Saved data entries
========================================
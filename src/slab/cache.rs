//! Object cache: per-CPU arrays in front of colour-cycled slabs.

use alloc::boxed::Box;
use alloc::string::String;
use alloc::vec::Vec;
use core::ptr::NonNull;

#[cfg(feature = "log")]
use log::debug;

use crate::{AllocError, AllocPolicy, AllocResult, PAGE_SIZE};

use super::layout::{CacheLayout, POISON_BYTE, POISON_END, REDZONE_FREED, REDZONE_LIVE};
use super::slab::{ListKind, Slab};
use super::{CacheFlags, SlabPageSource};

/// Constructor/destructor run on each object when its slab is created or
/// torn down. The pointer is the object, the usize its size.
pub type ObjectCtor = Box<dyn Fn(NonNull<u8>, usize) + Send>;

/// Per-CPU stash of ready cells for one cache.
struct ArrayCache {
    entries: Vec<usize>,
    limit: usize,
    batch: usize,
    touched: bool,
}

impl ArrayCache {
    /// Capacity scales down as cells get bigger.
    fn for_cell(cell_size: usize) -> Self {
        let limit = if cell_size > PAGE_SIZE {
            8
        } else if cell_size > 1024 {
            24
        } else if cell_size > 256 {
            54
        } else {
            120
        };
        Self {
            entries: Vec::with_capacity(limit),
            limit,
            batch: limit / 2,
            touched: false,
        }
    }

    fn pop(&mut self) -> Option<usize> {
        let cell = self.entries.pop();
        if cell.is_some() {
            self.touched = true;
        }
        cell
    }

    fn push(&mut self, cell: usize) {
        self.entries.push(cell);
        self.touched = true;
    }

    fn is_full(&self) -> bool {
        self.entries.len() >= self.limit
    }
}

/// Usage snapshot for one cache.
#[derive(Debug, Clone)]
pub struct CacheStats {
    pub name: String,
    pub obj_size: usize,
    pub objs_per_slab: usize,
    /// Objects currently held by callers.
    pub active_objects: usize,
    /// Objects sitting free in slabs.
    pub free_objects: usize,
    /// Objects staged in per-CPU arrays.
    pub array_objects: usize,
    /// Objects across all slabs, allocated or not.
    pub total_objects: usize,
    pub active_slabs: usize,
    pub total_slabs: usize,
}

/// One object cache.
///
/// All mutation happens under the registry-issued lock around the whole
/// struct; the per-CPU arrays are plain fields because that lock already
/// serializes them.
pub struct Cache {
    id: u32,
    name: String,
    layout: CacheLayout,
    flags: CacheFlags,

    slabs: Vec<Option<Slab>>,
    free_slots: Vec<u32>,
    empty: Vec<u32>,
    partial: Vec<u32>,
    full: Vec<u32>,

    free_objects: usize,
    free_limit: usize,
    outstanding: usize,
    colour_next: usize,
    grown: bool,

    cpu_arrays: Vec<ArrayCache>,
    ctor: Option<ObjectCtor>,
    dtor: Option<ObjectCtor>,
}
========================================
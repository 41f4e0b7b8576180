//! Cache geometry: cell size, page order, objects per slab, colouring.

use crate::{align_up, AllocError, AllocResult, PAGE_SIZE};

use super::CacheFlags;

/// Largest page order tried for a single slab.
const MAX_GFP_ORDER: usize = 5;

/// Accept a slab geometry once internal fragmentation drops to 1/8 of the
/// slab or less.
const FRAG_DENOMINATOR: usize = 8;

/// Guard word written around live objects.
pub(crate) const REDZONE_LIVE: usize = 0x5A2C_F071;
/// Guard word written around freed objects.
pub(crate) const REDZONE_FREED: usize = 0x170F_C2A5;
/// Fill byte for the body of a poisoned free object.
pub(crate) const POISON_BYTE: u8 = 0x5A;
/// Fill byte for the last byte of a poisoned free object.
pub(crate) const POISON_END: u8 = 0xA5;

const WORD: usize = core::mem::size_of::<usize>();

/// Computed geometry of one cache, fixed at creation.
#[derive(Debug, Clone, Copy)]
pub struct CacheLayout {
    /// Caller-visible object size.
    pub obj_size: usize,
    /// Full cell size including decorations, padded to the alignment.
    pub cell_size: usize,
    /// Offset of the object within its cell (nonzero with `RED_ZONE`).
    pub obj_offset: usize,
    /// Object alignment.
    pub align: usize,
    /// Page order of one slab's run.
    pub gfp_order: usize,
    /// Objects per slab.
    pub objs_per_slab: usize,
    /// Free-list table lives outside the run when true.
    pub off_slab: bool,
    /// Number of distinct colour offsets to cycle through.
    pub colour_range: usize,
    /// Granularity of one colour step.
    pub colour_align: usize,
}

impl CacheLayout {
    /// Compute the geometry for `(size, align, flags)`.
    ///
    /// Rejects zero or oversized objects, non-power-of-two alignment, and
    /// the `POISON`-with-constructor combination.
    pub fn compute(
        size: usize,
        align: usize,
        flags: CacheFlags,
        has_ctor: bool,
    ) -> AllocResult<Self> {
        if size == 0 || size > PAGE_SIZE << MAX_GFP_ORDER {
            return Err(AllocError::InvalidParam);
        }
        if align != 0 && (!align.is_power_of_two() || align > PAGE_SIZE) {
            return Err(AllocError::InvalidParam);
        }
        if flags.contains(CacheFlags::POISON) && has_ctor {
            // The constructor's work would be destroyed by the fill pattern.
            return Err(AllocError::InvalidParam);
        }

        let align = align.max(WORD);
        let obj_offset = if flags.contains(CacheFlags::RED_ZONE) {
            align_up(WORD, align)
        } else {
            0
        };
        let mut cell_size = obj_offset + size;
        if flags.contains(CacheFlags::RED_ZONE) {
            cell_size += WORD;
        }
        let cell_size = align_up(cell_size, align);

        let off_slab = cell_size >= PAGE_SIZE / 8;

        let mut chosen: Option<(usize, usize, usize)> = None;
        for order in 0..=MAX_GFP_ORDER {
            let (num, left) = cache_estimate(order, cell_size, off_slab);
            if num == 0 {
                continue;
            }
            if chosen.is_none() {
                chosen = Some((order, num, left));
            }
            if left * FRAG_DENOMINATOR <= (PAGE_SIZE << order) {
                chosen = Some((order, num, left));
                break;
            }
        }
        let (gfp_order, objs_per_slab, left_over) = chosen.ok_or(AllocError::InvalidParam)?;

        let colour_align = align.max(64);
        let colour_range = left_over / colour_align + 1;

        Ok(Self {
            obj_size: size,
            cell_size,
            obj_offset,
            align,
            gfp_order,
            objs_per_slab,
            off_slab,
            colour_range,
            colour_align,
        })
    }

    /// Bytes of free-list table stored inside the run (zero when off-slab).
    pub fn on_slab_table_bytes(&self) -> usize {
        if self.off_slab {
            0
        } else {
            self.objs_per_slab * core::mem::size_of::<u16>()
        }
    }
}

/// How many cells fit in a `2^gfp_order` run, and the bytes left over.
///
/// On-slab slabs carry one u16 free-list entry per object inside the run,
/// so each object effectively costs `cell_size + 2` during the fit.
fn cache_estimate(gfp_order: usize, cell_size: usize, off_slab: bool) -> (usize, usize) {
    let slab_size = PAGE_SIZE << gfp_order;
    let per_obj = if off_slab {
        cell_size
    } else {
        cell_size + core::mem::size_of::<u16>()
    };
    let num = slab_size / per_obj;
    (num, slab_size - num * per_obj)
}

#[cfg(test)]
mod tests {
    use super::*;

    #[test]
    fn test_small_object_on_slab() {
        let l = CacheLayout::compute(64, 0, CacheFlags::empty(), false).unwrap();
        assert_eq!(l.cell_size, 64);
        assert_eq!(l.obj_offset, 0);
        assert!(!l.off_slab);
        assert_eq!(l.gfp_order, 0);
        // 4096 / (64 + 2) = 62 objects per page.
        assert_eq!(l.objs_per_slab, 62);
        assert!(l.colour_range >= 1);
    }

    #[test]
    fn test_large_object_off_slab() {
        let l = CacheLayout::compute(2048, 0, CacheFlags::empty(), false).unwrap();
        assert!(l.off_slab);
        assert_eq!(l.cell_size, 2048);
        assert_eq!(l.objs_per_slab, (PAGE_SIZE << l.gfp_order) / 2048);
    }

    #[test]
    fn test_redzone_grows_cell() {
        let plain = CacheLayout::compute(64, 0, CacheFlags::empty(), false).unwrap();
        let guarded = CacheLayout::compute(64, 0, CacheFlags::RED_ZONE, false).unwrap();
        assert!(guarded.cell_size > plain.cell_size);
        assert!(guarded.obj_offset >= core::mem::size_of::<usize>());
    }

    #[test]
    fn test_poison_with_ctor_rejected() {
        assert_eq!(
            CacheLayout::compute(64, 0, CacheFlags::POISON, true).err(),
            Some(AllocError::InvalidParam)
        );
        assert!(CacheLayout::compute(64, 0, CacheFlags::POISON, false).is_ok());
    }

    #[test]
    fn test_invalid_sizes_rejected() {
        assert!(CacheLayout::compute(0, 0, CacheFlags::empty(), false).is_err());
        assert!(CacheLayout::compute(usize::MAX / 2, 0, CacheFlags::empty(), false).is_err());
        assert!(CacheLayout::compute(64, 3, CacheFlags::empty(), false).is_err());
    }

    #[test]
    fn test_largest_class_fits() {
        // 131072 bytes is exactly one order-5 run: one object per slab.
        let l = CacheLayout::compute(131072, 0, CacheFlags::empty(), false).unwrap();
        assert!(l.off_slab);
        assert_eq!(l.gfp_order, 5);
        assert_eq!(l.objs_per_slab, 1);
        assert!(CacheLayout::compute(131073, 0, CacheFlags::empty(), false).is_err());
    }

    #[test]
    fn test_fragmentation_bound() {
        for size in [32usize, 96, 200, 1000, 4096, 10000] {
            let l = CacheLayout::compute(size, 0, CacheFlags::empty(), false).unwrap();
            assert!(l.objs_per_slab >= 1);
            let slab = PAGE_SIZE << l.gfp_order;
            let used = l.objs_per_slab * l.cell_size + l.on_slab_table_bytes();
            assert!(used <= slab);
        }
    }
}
========================================
TASK TO COMPLETE:
Would you please copy exactly the part of the entries above that begins at the line containing "filename src/slab/cache.rs" and ends at the line containing "that lock already", both lines included?

YOUR SOLUTION:
filename src/slab/cache.rs
//! Object cache: per-CPU arrays in front of colour-cycled slabs.

use alloc::boxed::Box;
use alloc::string::String;
use alloc::vec::Vec;
use core::ptr::NonNull;

#[cfg(feature = "log")]
use log::debug;

use crate::{AllocError, AllocPolicy, AllocResult, PAGE_SIZE};

use super::layout::{CacheLayout, POISON_BYTE, POISON_END, REDZONE_FREED, REDZONE_LIVE};
use super::slab::{ListKind, Slab};
use super::{CacheFlags, SlabPageSource};

/// Constructor/destructor run on each object when its slab is created or
/// torn down. The pointer is the object, the usize its size.
pub type ObjectCtor = Box<dyn Fn(NonNull<u8>, usize) + Send>;

/// Per-CPU stash of ready cells for one cache.
struct ArrayCache {
    entries: Vec<usize>,
    limit: usize,
    batch: usize,
    touched: bool,
}

impl ArrayCache {
    /// Capacity scales down as cells get bigger.
    fn for_cell(cell_size: usize) -> Self {
        let limit = if cell_size > PAGE_SIZE {
            8
        } else if cell_size > 1024 {
            24
        } else if cell_size > 256 {
            54
        } else {
            120
        };
        Self {
            entries: Vec::with_capacity(limit),
            limit,
            batch: limit / 2,
            touched: false,
        }
    }

    fn pop(&mut self) -> Option<usize> {
        let cell = self.entries.pop();
        if cell.is_some() {
            self.touched = true;
        }
        cell
    }

    fn push(&mut self, cell: usize) {
        self.entries.push(cell);
        self.touched = true;
    }

    fn is_full(&self) -> bool {
        self.entries.len() >= self.limit
    }
}

/// Usage snapshot for one cache.
#[derive(Debug, Clone)]
pub struct CacheStats {
    pub name: String,
    pub obj_size: usize,
    pub objs_per_slab: usize,
    /// Objects currently held by callers.
    pub active_objects: usize,
    /// Objects sitting free in slabs.
    pub free_objects: usize,
    /// Objects staged in per-CPU arrays.
    pub array_objects: usize,
    /// Objects across all slabs, allocated or not.
    pub total_objects: usize,
    pub active_slabs: usize,
    pub total_slabs: usize,
}

/// One object cache.
///
/// All mutation happens under the registry-issued lock around the whole
/// struct; the per-CPU arrays are plain fields because that lock already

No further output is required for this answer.